The problem:
Scan the entries for the word "reset". Every line that has it should be copied.

Data excerpts:

//! Behavior-tree node types and tick semantics.
//!
//! Nodes form an owned tree: composites hold child vectors, decorators hold
//! exactly one boxed child, leaves hold the *name* of a registered action or
//! condition. Name resolution happens at tick time against the executor's
//! registry, so trees can be parsed before their callbacks are registered.

use std::collections::HashMap;
use std::panic::{catch_unwind, AssertUnwindSafe};
use std::sync::Arc;

use serde::{Deserialize, Serialize};
use tracing::{error, warn};

use reflex_core::{Context, Value};

/// Per-tick iteration bound for `UntilFail`/`UntilSuccess`. Reaching it
/// yields `Running` so a stuck child cannot livelock the tick thread.
pub const UNTIL_ITERATION_CAP: usize = 1024;

/// Tri-state node result.
#[derive(Debug, Clone, Copy, PartialEq, Eq, Serialize, Deserialize)]
pub enum Status {
    Success,
    Failure,
    Running,
}

/// Callback types for leaf nodes.
pub type BtActionFn = Arc<dyn Fn(&mut Context) -> Status + Send + Sync>;
pub type BtConditionFn = Arc<dyn Fn(&mut Context) -> bool + Send + Sync>;

/// Name → callback tables shared by every executor of a manager.
#[derive(Default)]
pub struct Registry {
    pub(crate) actions: HashMap<String, BtActionFn>,
    pub(crate) conditions: HashMap<String, BtConditionFn>,
}

impl Registry {
    pub fn register_action(&mut self, name: impl Into<String>, f: BtActionFn) {
        self.actions.insert(name.into(), f);
    }

    pub fn register_condition(&mut self, name: impl Into<String>, f: BtConditionFn) {
        self.conditions.insert(name.into(), f);
    }
}

/// Completion policy for `Parallel` nodes.
#[derive(Debug, Clone, Copy, PartialEq, Eq, Serialize, Deserialize)]
#[serde(rename_all = "snake_case")]
pub enum ParallelPolicy {
    SucceedOnOne,
    SucceedOnAll,
    FailOnOne,
    FailOnAll,
}

/// One behavior-tree node.
#[derive(Clone, Serialize, Deserialize)]
pub enum BtNode {
    Action {
        name: String,
        action: String,
        params: Value,
    },
    Condition {
        name: String,
        condition: String,
        params: Value,
    },
    Sequence {
        name: String,
        children: Vec<BtNode>,
    },
    Selector {
        name: String,
        children: Vec<BtNode>,
    },
    Parallel {
        name: String,
        policy: ParallelPolicy,
        children: Vec<BtNode>,
    },
    Inverter {
        name: String,
        child: Box<BtNode>,
    },
    Repeater {
        name: String,
        /// Successes required; -1 repeats forever.
        repeat_count: i64,
        /// Successes so far this run; cleared by `reset`.
        current_count: u64,
        child: Box<BtNode>,
    },
    UntilFail {
        name: String,
        child: Box<BtNode>,
    },
    UntilSuccess {
        name: String,
        child: Box<BtNode>,
    },
}

impl std::fmt::Debug for BtNode {
    fn fmt(&self, f: &mut std::fmt::Formatter<'_>) -> std::fmt::Result {
        write!(f, "{}({})", self.kind(), self.name())
    }
}

impl BtNode {
    pub fn kind(&self) -> &'static str {
        match self {
            BtNode::Action { .. } => "action",
            BtNode::Condition { .. } => "condition",
            BtNode::Sequence { .. } => "sequence",
            BtNode::Selector { .. } => "selector",
            BtNode::Parallel { .. } => "parallel",
            BtNode::Inverter { .. } => "inverter",
            BtNode::Repeater { .. } => "repeater",
            BtNode::UntilFail { .. } => "until_fail",
            BtNode::UntilSuccess { .. } => "until_success",
        }
    }

    pub fn name(&self) -> &str {
        match self {
            BtNode::Action { name, .. }
            | BtNode::Condition { name, .. }
            | BtNode::Sequence { name, .. }
            | BtNode::Selector { name, .. }
            | BtNode::Parallel { name, .. }
            | BtNode::Inverter { name, .. }
            | BtNode::Repeater { name, .. }
            | BtNode::UntilFail { name, .. }
            | BtNode::UntilSuccess { name, .. } => name,
        }
    }

    /// Tick this node once.
    pub fn execute(&mut self, ctx: &mut Context, registry: &Registry) -> Status {
        match self {
            BtNode::Action {
                name,
                action,
                params: _,
            } => match registry.actions.get(action) {
                Some(f) => {
                    let f = f.clone();
                    match catch_unwind(AssertUnwindSafe(|| f(ctx))) {
                        Ok(status) => status,
                        Err(_) => {
                            error!(node = %name, action = %action, "action panicked");
                            Status::Failure
                        }
                    }
                }
                None => {
                    warn!(node = %name, action = %action, "unknown action");
                    Status::Failure
                }
            },
            BtNode::Condition {
                name,
                condition,
                params: _,
            } => match registry.conditions.get(condition) {
                Some(f) => {
                    let f = f.clone();
                    match catch_unwind(AssertUnwindSafe(|| f(ctx))) {
                        Ok(true) => Status::Success,
                        Ok(false) => Status::Failure,
                        Err(_) => {
                            error!(node = %name, condition = %condition, "condition panicked");
                            Status::Failure
                        }
                    }
                }
                None => {
                    warn!(node = %name, condition = %condition, "unknown condition");
                    Status::Failure
                }
            },
            BtNode::Sequence { children, .. } => {
                for child in children {
                    match child.execute(ctx, registry) {
                        Status::Failure => return Status::Failure,
                        Status::Running => return Status::Running,
                        Status::Success => {}
                    }
                }
                Status::Success
            }
            BtNode::Selector { children, .. } => {
                for child in children {
                    match child.execute(ctx, registry) {
                        Status::Success => return Status::Success,
                        Status::Running => return Status::Running,
                        Status::Failure => {}
                    }
                }
                Status::Failure
            }
            BtNode::Parallel {
                policy, children, ..
            } => {
                if children.is_empty() {
                    return Status::Success;
                }
                let mut success = 0usize;
                let mut failure = 0usize;
                let mut running = 0usize;
                for child in children {
                    match child.execute(ctx, registry) {
                        Status::Success => success += 1,
                        Status::Failure => failure += 1,
                        Status::Running => running += 1,
                    }
                }
                match policy {
                    ParallelPolicy::SucceedOnOne | ParallelPolicy::FailOnAll => {
                        if success > 0 {
                            Status::Success
                        } else if running > 0 {
                            Status::Running
                        } else {
                            Status::Failure
                        }
                    }
                    ParallelPolicy::SucceedOnAll | ParallelPolicy::FailOnOne => {
                        if failure > 0 {
                            Status::Failure
                        } else if running > 0 {
                            Status::Running
                        } else {
                            Status::Success
                        }
                    }
                }
            }
            BtNode::Inverter { child, .. } => match child.execute(ctx, registry) {
                Status::Success => Status::Failure,
                Status::Failure => Status::Success,
                Status::Running => Status::Running,
            },
            BtNode::Repeater {
                repeat_count,
                current_count,
                child,
                ..
            } => {
                if *repeat_count < 0 {
                    // Infinite repeat never completes; reset the child after
                    // each success so the next tick starts it over.
                    if child.execute(ctx, registry) == Status::Success {
                        child.reset();
                    }
                    return Status::Running;
                }
                while (*current_count as i64) < *repeat_count {
                    match child.execute(ctx, registry) {
                        Status::Success => {
                            *current_count += 1;
                            child.reset();
                        }
                        Status::Failure => return Status::Failure,
                        Status::Running => return Status::Running,
                    }
                }
                Status::Success
            }
            BtNode::UntilFail { child, .. } => {
                for _ in 0..UNTIL_ITERATION_CAP {
                    match child.execute(ctx, registry) {
                        Status::Failure => return Status::Success,
                        Status::Running => return Status::Running,
                        Status::Success => child.reset(),
                    }
                }
                Status::Running
            }
            BtNode::UntilSuccess { child, .. } => {
                for _ in 0..UNTIL_ITERATION_CAP {
                    match child.execute(ctx, registry) {
                        Status::Success => return Status::Success,
                        Status::Running => return Status::Running,
                        Status::Failure => child.reset(),
                    }
                }
                Status::Running
            }
        }
    }

    /// Recursively clear node state; repeaters forget their success count.
    pub fn reset(&mut self) {
        match self {
            BtNode::Action { .. } | BtNode::Condition { .. } => {}
            BtNode::Sequence { children, .. }
            | BtNode::Selector { children, .. }
            | BtNode::Parallel { children, .. } => {
                for child in children {
                    child.reset();
                }
            }
            BtNode::Inverter { child, .. }
            | BtNode::UntilFail { child, .. }
            | BtNode::UntilSuccess { child, .. } => child.reset(),
            BtNode::Repeater {
                current_count,
                child,
                ..
            } => {
                *current_count = 0;
                child.reset();
            }
        }
    }

    /// Total node count, for tree diagnostics.
    pub fn size(&self) -> usize {
        1 + match self {
            BtNode::Action { .. } | BtNode::Condition { .. } => 0,
            BtNode::Sequence { children, .. }
            | BtNode::Selector { children, .. }
            | BtNode::Parallel { children, .. } => children.iter().map(BtNode::size).sum(),
            BtNode::Inverter { child, .. }
            | BtNode::Repeater { child, .. }
            | BtNode::UntilFail { child, .. }
            | BtNode::UntilSuccess { child, .. } => child.size(),
        }
    }
}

Exercise output:
        /// Successes so far this run; cleared by `reset`.
                    // Infinite repeat never completes; reset the child after
                        child.reset();
                            child.reset();
                        Status::Success => child.reset(),
                        Status::Failure => child.reset(),
    pub fn reset(&mut self) {
                    child.reset();
            | BtNode::UntilSuccess { child, .. } => child.reset(),
                child.reset();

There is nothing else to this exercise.